Re: [Need advices] Troubles to create custom PTransform in Python

Posted by Abhijit Chanda <ab...@gammanalytics.com>.

Further refer beam documentation on design-your-pipeline<https://beam.apache.org/documentation/pipelines/design-your-pipeline/>

From: Abhijit Chanda <ab...@gammanalytics.com>
Date: Monday, 1 October 2018 at 6:58 PM
To: Jonathan Perron <jo...@lumapps.com>, "user@beam.apache.org" <us...@beam.apache.org>
Subject: Re: [Need advices] Troubles to create custom PTransform in Python

You can’t call transform function as a very first step in any pipeline. First block should be always source and followed by any number of transforms based upon your use case.

From: Jonathan Perron <jo...@lumapps.com>
Reply-To: "user@beam.apache.org" <us...@beam.apache.org>
Date: Monday, 1 October 2018 at 3:14 PM
To: "user@beam.apache.org" <us...@beam.apache.org>
Subject: Fwd: [Need advices] Troubles to create custom PTransform in Python

Hello everybody,

I am new with Apache Beam and I need some advices on own to write properly a custom PTransform in Python.
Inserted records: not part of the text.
//! Flash-emulated EEPROM for the settings store.
//!
//! The last flash sector holds an append-only log of `(virtual address,
//! value)` halfword pairs. Reads scan the log and take the newest entry;
//! writes append to the first erased slot and compact the sector once it
//! fills up. Erased flash reads 0xFFFF, which is why that virtual address is
//! reserved.
//!
//! The motion controller guarantees writes only happen while the motor is
//! stopped, so a program or erase cycle is never interrupted by bridge
//! switching.

use rollshade_core::SettingsBackend;
use stm32f7xx_hal::pac;

/// Flash sector reserved for the store (kept out of memory.x).
const EEPROM_SECTOR: u8 = 11;
const EEPROM_BASE: usize = 0x081C_0000;
const EEPROM_SIZE: usize = 256 * 1024;
/// Log capacity in (address, value) pairs.
const EEPROM_SLOTS: usize = EEPROM_SIZE / 4;

const FLASH_KEY1: u32 = 0x4567_0123;
const FLASH_KEY2: u32 = 0xCDEF_89AB;

/// Erased-cell marker; doubles as the reserved virtual address.
const EMPTY: u16 = 0xFFFF;

#[derive(Copy, Clone, Debug, PartialEq, Eq)]
pub enum FlashError {
    /// The programmed cell read back a different value.
    Verify,
    /// No free slot remained even after compaction.
    Full,
}

pub struct FlashEeprom {
    flash: pac::FLASH,
}

impl FlashEeprom {
    pub fn new(flash: pac::FLASH) -> Self {
        Self { flash }
    }

    #[inline]
    fn slot_ptr(slot: usize) -> *const u16 {
        (EEPROM_BASE + slot * 4) as *const u16
    }

    fn read_slot(slot: usize) -> (u16, u16) {
        let ptr = Self::slot_ptr(slot);
        unsafe { (ptr.read_volatile(), ptr.add(1).read_volatile()) }
    }

    /// Index of the first erased slot, if any.
    fn first_free_slot() -> Option<usize> {
        (0..EEPROM_SLOTS).find(|&slot| Self::read_slot(slot).0 == EMPTY)
    }

    /// Newest logged value for `address`.
    fn scan(address: u16) -> Option<u16> {
        let mut value = None;
        for slot in 0..EEPROM_SLOTS {
            let (slot_address, slot_value) = Self::read_slot(slot);
            if slot_address == EMPTY {
                break;
            }
            if slot_address == address {
                value = Some(slot_value);
            }
        }
        value
    }

    fn unlock(&mut self) {
        if self.flash.cr.read().lock().bit_is_set() {
            self.flash.keyr.write(|w| w.key().bits(FLASH_KEY1));
            self.flash.keyr.write(|w| w.key().bits(FLASH_KEY2));
        }
    }

    fn lock(&mut self) {
        self.flash.cr.modify(|_, w| w.lock().set_bit());
    }

    fn wait_idle(&self) {
        while self.flash.sr.read().bsy().bit_is_set() {}
    }

    fn program_halfword(&mut self, ptr: *mut u16, value: u16) -> Result<(), FlashError> {
        self.wait_idle();
        self.unlock();
        // x16 parallelism, program mode
        self.flash
            .cr
            .modify(|_, w| unsafe { w.psize().bits(0b01) }.pg().set_bit());
        unsafe { ptr.write_volatile(value) };
        self.wait_idle();
        self.flash.cr.modify(|_, w| w.pg().clear_bit());
        self.lock();

        if unsafe { (ptr as *const u16).read_volatile() } == value {
            Ok(())
        } else {
            Err(FlashError::Verify)
        }
    }

    fn erase_sector(&mut self) {
        self.wait_idle();
        self.unlock();
        self.flash.cr.modify(|_, w| {
            unsafe { w.snb().bits(EEPROM_SECTOR) };
            w.ser().set_bit()
        });
        self.flash.cr.modify(|_, w| w.strt().set_bit());
        self.wait_idle();
        self.flash.cr.modify(|_, w| w.ser().clear_bit());
        self.lock();
    }

    fn append(&mut self, slot: usize, address: u16, value: u16) -> Result<(), FlashError> {
        let ptr = Self::slot_ptr(slot) as *mut u16;
        self.program_halfword(ptr, address)?;
        self.program_halfword(unsafe { ptr.add(1) }, value)
    }

    /// Rewrite the newest value of every variable into a fresh sector.
    fn compact(&mut self) -> Result<usize, FlashError> {
        let mut latest = [(EMPTY, 0u16); 16];
        let mut count = 0;
        for slot in 0..EEPROM_SLOTS {
            let (slot_address, slot_value) = Self::read_slot(slot);
            if slot_address == EMPTY {
                break;
            }
            match latest[..count].iter().position(|(a, _)| *a == slot_address) {
                Some(index) => latest[index].1 = slot_value,
                None if count < latest.len() => {
                    latest[count] = (slot_address, slot_value);
                    count += 1;
                }
                None => {}
            }
        }

        self.erase_sector();
        for (slot, &(address, value)) in latest[..count].iter().enumerate() {
            self.append(slot, address, value)?;
        }
        Ok(count)
    }
}

impl SettingsBackend for FlashEeprom {
    type Error = FlashError;

    fn read(&mut self, address: u16) -> Result<Option<u16>, FlashError> {
        Ok(Self::scan(address))
    }

    fn write(&mut self, address: u16, value: u16) -> Result<(), FlashError> {
        let slot = match Self::first_free_slot() {
            Some(slot) => slot,
            None => {
                let used = self.compact()?;
                if used >= EEPROM_SLOTS {
                    return Err(FlashError::Full);
                }
                used
            }
        };
        self.append(slot, address, value)
    }
}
I try to read entities from a PostgreSQL database using SQLAlchemy. I followed the examples in the documentation for Pub/Sub (https://beam.apache.org/documentation/sdks/pydoc/2.5.0/_modules/apache_beam/io/gcp/pubsub.html#ReadFromPubSub) and Datastore (https://beam.apache.org/documentation/sdks/pydoc/2.5.0/_modules/apache_beam/io/gcp/datastore/v1/datastoreio.html#ReadFromDatastore).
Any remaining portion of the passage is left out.